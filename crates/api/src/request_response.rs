// Copyright (C) 2026 The Volley Stats Contributors
// Use of this source code is governed by an MIT-style
// license that can be found in the LICENSE file or at
// https://opensource.org/licenses/MIT.

//! API request and response data transfer objects.
//!
//! Requests carry raw caller input (category, result and position names as
//! text); handlers parse them into domain types.

use volley_stats_domain::{
    DistributionLine, GameSet, Player, PlayerStatLine, Score, SetterAttackerLine, Team,
};

/// API request to create a team.
#[derive(Debug, Clone, PartialEq, Eq)]
pub struct CreateTeamRequest {
    /// The team name; surrounding whitespace is ignored.
    pub name: String,
}

/// API request to add a player to the roster.
#[derive(Debug, Clone, PartialEq, Eq)]
pub struct AddPlayerRequest {
    pub name: String,
    pub jersey_number: Option<i32>,
    /// Position name (case-insensitive), e.g. `setter`.
    pub position: Option<String>,
    pub team_id: Option<i64>,
}

/// API request to edit a rostered player.
///
/// Team membership is changed separately via `assign_player_to_team`.
#[derive(Debug, Clone, PartialEq, Eq)]
pub struct UpdatePlayerRequest {
    pub player_id: i64,
    pub name: String,
    pub jersey_number: Option<i32>,
    pub position: Option<String>,
}

/// API request to start a match against a named opponent.
#[derive(Debug, Clone, PartialEq, Eq)]
pub struct StartMatchRequest {
    /// Our team.
    pub own_team_id: i64,
    /// The opponent; created as a placeholder team when unknown.
    pub opponent_name: String,
}

/// API request to record one action against the current set.
#[derive(Debug, Clone, PartialEq, Eq)]
pub struct RecordActionRequest {
    /// The executing player, or `0` for the team.
    pub executor_id: i64,
    /// Category name: `set`/`assist`, `attack`, `serve`, `block`, `cover`,
    /// `our_point`/`point`.
    pub category: String,
    /// Category-specific result code.
    pub result: Option<String>,
    /// Intended attacker; set/assist actions only.
    pub target_id: Option<i64>,
    pub point_detail: Option<String>,
}

/// API request to correct a recorded action.
///
/// The category and point-detail code of the action are kept.
#[derive(Debug, Clone, PartialEq, Eq)]
pub struct UpdateActionRequest {
    pub action_id: i64,
    /// The executing player, or `0` for the team.
    pub executor_id: i64,
    pub result: Option<String>,
    pub target_id: Option<i64>,
}

/// The outcome of a `record_action` call.
#[derive(Debug, Clone, Copy, PartialEq, Eq, Default, serde::Serialize)]
pub struct RecordOutcome {
    /// Whether the action was validated and persisted.
    pub accepted: bool,
    /// Whether the current set met the set-end rule after this action.
    pub set_ended: bool,
}

impl RecordOutcome {
    pub(crate) const fn rejected() -> Self {
        Self {
            accepted: false,
            set_ended: false,
        }
    }
}

/// API response for a recorded action.
#[derive(Debug, Clone, PartialEq, Eq, serde::Serialize)]
pub struct RecordActionResponse {
    pub action_id: i64,
    /// The set score after the action.
    pub score: Score,
    pub set_ended: bool,
}

/// API response for a started match.
#[derive(Debug, Clone, PartialEq, Eq, serde::Serialize)]
pub struct StartMatchResponse {
    pub match_id: i64,
    /// The opponent team, existing or newly created.
    pub opponent_team_id: i64,
    /// Set 1 of the match.
    pub first_set: GameSet,
}

/// API response describing the open match.
#[derive(Debug, Clone, PartialEq, Eq, serde::Serialize)]
pub struct ScoreboardResponse {
    pub match_id: i64,
    pub set_id: i64,
    pub set_number: i32,
    pub score: Score,
    /// Whether the current set met the set-end rule.
    pub set_over: bool,
}

/// API response listing teams.
#[derive(Debug, Clone, PartialEq, Eq, serde::Serialize)]
pub struct ListTeamsResponse {
    pub teams: Vec<Team>,
}

/// API response listing players.
#[derive(Debug, Clone, PartialEq, Eq, serde::Serialize)]
pub struct ListPlayersResponse {
    pub players: Vec<Player>,
}

/// One player row of a match report.
#[derive(Debug, Clone, PartialEq, serde::Serialize)]
pub struct PlayerReportRow {
    /// Roster label, e.g. `#7 Mo`.
    pub player_name: String,
    #[serde(flatten)]
    pub stats: PlayerStatLine,
}

/// One setter → attacker row of a match report.
#[derive(Debug, Clone, PartialEq, serde::Serialize)]
pub struct SetterAttackerRow {
    pub setter_name: String,
    pub attacker_name: String,
    #[serde(flatten)]
    pub line: SetterAttackerLine,
}

/// One setting-distribution row of a match report.
#[derive(Debug, Clone, PartialEq, serde::Serialize)]
pub struct DistributionRow {
    pub setter_name: String,
    pub target_name: String,
    #[serde(flatten)]
    pub line: DistributionLine,
}

/// The complete reporting view of one match.
#[derive(Debug, Clone, PartialEq, serde::Serialize)]
pub struct MatchReport {
    pub match_id: i64,
    pub played_at: String,
    pub home_team_name: String,
    pub guest_team_name: String,
    /// Every set of the match with its stored score.
    pub sets: Vec<GameSet>,
    pub players: Vec<PlayerReportRow>,
    pub setter_attacker: Vec<SetterAttackerRow>,
    pub setting_distribution: Vec<DistributionRow>,
}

* * * * *

ABOUT THIS TASK
Could you transcribe each entry exactly as it stands?

ANSWER TO THIS EXERCISE
filename crates/api/src/request_response.rs
// Copyright (C) 2026 The Volley Stats Contributors
// Use of this source code is governed by an MIT-style
// license that can be found in the LICENSE file or at
// https://opensource.org/licenses/MIT.

//! API request and response data transfer objects.
//!
//! Requests carry raw caller input (category, result and position names as
//! text); handlers parse them into domain types.

use volley_stats_domain::{
    DistributionLine, GameSet, Player, PlayerStatLine, Score, SetterAttackerLine, Team,
};

/// API request to create a team.
#[derive(Debug, Clone, PartialEq, Eq)]
pub struct CreateTeamRequest {
    /// The team name; surrounding whitespace is ignored.
    pub name: String,
}

/// API request to add a player to the roster.
#[derive(Debug, Clone, PartialEq, Eq)]
pub struct AddPlayerRequest {
    pub name: String,
    pub jersey_number: Option<i32>,
    /// Position name (case-insensitive), e.g. `setter`.
    pub position: Option<String>,
    pub team_id: Option<i64>,
}

/// API request to edit a rostered player.
///
/// Team membership is changed separately via `assign_player_to_team`.
#[derive(Debug, Clone, PartialEq, Eq)]
pub struct UpdatePlayerRequest {
    pub player_id: i64,
    pub name: String,
    pub jersey_number: Option<i32>,
    pub position: Option<String>,
}

/// API request to start a match against a named opponent.
#[derive(Debug, Clone, PartialEq, Eq)]
pub struct StartMatchRequest {
    /// Our team.
    pub own_team_id: i64,
    /// The opponent; created as a placeholder team when unknown.
    pub opponent_name: String,
}

/// API request to record one action against the current set.
#[derive(Debug, Clone, PartialEq, Eq)]
pub struct RecordActionRequest {
    /// The executing player, or `0` for the team.
    pub executor_id: i64,
    /// Category name: `set`/`assist`, `attack`, `serve`, `block`, `cover`,
    /// `our_point`/`point`.
    pub category: String,
    /// Category-specific result code.
    pub result: Option<String>,
    /// Intended attacker; set/assist actions only.
    pub target_id: Option<i64>,
    pub point_detail: Option<String>,
}

/// API request to correct a recorded action.
///
/// The category and point-detail code of the action are kept.
#[derive(Debug, Clone, PartialEq, Eq)]
pub struct UpdateActionRequest {
    pub action_id: i64,
    /// The executing player, or `0` for the team.
    pub executor_id: i64,
    pub result: Option<String>,
    pub target_id: Option<i64>,
}

/// The outcome of a `record_action` call.
#[derive(Debug, Clone, Copy, PartialEq, Eq, Default, serde::Serialize)]
pub struct RecordOutcome {
    /// Whether the action was validated and persisted.
    pub accepted: bool,
    /// Whether the current set met the set-end rule after this action.
    pub set_ended: bool,
}

impl RecordOutcome {
    pub(crate) const fn rejected() -> Self {
        Self {
            accepted: false,
            set_ended: false,
        }
    }
}

/// API response for a recorded action.
#[derive(Debug, Clone, PartialEq, Eq, serde::Serialize)]
pub struct RecordActionResponse {
    pub action_id: i64,
    /// The set score after the action.
    pub score: Score,
    pub set_ended: bool,
}

/// API response for a started match.
#[derive(Debug, Clone, PartialEq, Eq, serde::Serialize)]
pub struct StartMatchResponse {
    pub match_id: i64,
    /// The opponent team, existing or newly created.
    pub opponent_team_id: i64,
    /// Set 1 of the match.
    pub first_set: GameSet,
}

/// API response describing the open match.
#[derive(Debug, Clone, PartialEq, Eq, serde::Serialize)]
pub struct ScoreboardResponse {
    pub match_id: i64,
    pub set_id: i64,
    pub set_number: i32,
    pub score: Score,
    /// Whether the current set met the set-end rule.
    pub set_over: bool,
}

/// API response listing teams.
#[derive(Debug, Clone, PartialEq, Eq, serde::Serialize)]
pub struct ListTeamsResponse {
    pub teams: Vec<Team>,
}

/// API response listing players.
#[derive(Debug, Clone, PartialEq, Eq, serde::Serialize)]
pub struct ListPlayersResponse {
    pub players: Vec<Player>,
}

/// One player row of a match report.
#[derive(Debug, Clone, PartialEq, serde::Serialize)]
pub struct PlayerReportRow {
    /// Roster label, e.g. `#7 Mo`.
    pub player_name: String,
    #[serde(flatten)]
    pub stats: PlayerStatLine,
}

/// One setter → attacker row of a match report.
#[derive(Debug, Clone, PartialEq, serde::Serialize)]
pub struct SetterAttackerRow {
    pub setter_name: String,
    pub attacker_name: String,
    #[serde(flatten)]
    pub line: SetterAttackerLine,
}

/// One setting-distribution row of a match report.
#[derive(Debug, Clone, PartialEq, serde::Serialize)]
pub struct DistributionRow {
    pub setter_name: String,
    pub target_name: String,
    #[serde(flatten)]
    pub line: DistributionLine,
}

/// The complete reporting view of one match.
#[derive(Debug, Clone, PartialEq, serde::Serialize)]
pub struct MatchReport {
    pub match_id: i64,
    pub played_at: String,
    pub home_team_name: String,
    pub guest_team_name: String,
    /// Every set of the match with its stored score.
    pub sets: Vec<GameSet>,
    pub players: Vec<PlayerReportRow>,
    pub setter_attacker: Vec<SetterAttackerRow>,
    pub setting_distribution: Vec<DistributionRow>,
}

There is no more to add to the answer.